▸ Required work
The required answer is each line in the entries below where "NetworkSpec" occurs.

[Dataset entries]
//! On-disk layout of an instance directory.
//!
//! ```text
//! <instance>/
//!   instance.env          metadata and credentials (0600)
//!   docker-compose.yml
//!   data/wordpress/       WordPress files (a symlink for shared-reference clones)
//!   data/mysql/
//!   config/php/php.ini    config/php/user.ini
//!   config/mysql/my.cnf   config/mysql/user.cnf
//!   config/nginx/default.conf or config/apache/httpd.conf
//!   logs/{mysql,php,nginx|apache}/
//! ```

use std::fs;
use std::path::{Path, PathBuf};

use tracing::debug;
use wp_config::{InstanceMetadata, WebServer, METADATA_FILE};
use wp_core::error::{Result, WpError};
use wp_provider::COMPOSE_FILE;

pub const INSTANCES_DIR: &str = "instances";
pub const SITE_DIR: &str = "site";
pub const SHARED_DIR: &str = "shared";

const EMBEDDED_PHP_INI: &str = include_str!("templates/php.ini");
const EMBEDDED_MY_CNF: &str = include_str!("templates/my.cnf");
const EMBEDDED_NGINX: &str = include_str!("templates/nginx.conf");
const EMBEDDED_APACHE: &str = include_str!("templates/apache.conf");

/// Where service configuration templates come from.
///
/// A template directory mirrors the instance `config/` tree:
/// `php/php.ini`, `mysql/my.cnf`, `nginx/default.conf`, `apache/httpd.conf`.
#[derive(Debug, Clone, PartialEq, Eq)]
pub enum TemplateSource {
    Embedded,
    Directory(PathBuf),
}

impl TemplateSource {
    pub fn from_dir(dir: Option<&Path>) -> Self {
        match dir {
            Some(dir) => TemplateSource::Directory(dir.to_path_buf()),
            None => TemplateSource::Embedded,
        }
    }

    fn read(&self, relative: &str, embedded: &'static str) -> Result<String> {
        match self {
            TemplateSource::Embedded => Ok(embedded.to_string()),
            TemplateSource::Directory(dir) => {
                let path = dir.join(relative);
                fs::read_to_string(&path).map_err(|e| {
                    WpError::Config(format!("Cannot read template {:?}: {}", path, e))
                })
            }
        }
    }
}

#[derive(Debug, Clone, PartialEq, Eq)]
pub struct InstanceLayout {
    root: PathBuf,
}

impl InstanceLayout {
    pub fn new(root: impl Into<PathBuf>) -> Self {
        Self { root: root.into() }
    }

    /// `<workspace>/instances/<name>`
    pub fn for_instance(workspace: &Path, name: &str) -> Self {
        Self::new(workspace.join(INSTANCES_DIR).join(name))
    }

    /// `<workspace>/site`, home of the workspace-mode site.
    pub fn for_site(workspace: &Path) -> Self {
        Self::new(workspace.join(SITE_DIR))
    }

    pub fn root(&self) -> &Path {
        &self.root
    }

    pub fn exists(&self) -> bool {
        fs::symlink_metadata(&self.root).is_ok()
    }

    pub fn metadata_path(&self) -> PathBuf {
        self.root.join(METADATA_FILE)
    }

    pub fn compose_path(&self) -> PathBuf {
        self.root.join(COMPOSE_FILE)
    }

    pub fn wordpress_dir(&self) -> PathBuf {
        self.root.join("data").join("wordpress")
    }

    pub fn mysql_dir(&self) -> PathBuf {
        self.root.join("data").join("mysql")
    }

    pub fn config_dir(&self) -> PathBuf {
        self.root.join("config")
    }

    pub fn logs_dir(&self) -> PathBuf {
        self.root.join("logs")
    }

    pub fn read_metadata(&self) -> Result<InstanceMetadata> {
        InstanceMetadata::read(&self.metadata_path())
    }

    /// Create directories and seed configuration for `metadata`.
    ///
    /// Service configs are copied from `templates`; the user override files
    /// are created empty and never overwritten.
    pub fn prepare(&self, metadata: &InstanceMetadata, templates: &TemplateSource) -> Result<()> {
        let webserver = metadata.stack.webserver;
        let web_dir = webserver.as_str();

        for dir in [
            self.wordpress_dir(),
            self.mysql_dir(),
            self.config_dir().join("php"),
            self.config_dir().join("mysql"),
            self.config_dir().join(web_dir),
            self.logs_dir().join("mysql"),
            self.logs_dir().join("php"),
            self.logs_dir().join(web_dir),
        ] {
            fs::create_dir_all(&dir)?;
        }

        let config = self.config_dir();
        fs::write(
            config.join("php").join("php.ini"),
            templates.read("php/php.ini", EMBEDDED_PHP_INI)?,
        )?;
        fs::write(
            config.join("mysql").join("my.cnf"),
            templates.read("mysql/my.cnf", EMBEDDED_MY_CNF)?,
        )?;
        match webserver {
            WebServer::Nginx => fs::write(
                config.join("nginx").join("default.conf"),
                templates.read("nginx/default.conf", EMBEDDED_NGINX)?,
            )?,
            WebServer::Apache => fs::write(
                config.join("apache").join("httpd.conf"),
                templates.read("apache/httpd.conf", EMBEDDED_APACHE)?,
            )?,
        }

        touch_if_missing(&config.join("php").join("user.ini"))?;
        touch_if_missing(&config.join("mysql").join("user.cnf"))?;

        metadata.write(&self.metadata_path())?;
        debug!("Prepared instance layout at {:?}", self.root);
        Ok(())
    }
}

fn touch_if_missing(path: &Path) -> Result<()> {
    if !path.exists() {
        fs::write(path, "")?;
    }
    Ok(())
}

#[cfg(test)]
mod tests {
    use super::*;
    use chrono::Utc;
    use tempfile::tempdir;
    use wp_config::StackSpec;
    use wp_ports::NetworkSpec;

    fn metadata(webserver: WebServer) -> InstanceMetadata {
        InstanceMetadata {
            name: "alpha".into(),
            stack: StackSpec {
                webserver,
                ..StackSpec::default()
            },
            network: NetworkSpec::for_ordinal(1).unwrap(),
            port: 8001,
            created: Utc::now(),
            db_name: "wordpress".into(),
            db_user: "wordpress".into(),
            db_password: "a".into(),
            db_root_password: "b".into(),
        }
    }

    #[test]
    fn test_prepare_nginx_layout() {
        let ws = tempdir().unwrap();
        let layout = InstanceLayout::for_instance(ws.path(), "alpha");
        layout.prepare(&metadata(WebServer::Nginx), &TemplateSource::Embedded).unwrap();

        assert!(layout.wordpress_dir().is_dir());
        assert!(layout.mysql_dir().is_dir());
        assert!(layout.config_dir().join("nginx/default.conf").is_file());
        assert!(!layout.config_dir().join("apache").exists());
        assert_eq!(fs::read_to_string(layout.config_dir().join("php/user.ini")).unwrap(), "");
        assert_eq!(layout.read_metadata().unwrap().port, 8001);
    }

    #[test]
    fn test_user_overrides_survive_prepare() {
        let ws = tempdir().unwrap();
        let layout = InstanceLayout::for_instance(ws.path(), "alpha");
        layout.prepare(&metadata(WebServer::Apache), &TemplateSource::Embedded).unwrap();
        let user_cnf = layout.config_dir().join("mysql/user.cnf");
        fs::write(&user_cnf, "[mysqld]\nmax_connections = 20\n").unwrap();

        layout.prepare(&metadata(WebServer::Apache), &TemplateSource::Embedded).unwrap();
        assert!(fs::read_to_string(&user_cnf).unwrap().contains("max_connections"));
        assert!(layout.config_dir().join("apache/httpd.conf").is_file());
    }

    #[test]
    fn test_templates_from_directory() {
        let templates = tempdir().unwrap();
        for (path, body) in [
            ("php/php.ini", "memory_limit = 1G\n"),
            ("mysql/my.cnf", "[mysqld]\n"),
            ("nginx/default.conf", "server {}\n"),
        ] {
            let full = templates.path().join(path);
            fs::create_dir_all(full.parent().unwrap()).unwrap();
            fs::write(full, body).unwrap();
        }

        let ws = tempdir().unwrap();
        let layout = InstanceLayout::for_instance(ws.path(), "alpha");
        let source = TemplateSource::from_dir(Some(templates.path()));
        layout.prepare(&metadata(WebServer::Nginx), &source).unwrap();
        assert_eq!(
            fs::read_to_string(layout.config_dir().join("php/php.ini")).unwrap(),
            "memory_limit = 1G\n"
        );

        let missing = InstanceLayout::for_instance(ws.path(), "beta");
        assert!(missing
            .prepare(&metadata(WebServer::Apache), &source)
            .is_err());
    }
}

...

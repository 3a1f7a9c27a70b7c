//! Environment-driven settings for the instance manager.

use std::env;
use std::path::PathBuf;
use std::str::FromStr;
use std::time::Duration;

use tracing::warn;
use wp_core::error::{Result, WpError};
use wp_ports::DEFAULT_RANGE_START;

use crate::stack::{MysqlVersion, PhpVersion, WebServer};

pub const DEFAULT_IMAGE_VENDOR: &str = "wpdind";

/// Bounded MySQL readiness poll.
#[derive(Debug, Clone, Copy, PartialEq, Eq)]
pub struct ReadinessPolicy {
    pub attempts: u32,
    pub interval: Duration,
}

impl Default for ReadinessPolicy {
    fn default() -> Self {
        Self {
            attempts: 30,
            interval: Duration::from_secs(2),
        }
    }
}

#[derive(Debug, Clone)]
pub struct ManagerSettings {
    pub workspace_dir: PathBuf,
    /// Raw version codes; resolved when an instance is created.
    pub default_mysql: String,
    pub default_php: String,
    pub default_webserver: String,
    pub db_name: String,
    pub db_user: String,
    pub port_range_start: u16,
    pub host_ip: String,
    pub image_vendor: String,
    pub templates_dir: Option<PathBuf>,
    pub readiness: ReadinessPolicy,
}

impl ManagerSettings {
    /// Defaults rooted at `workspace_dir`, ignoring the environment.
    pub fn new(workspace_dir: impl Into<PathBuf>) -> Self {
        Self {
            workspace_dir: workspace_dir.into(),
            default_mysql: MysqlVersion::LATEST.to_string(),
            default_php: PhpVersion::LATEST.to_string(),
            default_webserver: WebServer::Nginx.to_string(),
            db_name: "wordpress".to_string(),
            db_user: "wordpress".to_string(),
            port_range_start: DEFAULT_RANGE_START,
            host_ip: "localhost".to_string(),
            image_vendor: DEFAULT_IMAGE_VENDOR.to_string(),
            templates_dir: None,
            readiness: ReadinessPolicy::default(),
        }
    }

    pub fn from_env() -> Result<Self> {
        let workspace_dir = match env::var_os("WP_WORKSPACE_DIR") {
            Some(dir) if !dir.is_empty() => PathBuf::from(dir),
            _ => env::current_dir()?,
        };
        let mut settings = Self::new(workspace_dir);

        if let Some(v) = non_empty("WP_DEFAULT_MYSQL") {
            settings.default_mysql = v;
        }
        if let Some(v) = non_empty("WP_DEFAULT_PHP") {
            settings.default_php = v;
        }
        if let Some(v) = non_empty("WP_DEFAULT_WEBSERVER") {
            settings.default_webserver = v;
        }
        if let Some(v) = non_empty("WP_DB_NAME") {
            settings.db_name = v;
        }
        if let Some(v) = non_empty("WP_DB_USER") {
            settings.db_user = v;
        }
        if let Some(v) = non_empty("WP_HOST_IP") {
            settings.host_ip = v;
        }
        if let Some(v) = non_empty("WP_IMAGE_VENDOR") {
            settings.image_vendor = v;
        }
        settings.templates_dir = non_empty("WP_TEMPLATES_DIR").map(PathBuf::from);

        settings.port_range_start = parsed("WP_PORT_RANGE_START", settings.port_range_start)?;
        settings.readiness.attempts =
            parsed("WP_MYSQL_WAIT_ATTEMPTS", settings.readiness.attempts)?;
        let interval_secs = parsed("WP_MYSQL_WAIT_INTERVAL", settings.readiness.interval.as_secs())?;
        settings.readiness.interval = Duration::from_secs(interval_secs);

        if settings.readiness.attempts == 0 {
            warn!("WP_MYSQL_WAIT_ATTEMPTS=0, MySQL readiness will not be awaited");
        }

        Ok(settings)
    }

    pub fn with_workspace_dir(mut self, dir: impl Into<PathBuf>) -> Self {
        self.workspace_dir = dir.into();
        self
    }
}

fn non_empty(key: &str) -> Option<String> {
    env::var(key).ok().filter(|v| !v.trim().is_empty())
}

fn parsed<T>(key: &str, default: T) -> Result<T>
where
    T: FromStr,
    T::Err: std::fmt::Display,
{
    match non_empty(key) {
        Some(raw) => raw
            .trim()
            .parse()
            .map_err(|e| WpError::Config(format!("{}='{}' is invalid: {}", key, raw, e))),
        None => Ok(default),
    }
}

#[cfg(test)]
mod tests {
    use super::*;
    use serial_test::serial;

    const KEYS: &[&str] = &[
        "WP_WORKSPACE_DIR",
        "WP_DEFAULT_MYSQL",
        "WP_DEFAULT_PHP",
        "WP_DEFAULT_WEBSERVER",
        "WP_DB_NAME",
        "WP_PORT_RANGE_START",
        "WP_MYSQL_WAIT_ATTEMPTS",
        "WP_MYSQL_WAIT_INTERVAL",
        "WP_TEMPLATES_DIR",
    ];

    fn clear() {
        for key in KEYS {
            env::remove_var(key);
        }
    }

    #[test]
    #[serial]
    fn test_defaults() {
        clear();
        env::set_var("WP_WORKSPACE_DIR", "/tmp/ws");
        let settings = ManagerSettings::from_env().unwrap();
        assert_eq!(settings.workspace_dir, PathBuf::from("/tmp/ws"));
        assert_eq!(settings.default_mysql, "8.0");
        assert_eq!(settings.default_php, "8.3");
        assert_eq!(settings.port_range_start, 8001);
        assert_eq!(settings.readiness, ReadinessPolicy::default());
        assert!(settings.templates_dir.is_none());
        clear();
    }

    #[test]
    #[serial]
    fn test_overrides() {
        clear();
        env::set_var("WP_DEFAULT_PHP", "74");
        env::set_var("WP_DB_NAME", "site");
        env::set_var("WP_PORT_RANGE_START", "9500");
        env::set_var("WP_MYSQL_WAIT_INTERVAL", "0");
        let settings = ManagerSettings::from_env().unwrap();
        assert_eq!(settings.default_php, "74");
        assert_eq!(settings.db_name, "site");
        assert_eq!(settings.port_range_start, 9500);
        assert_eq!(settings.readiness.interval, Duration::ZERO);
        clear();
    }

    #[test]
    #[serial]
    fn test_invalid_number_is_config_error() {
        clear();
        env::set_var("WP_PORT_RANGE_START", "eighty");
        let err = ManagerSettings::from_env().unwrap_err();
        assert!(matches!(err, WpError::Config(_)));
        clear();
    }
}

▸ Response area
    use wp_ports::NetworkSpec;
            network: NetworkSpec::for_ordinal(1).unwrap(),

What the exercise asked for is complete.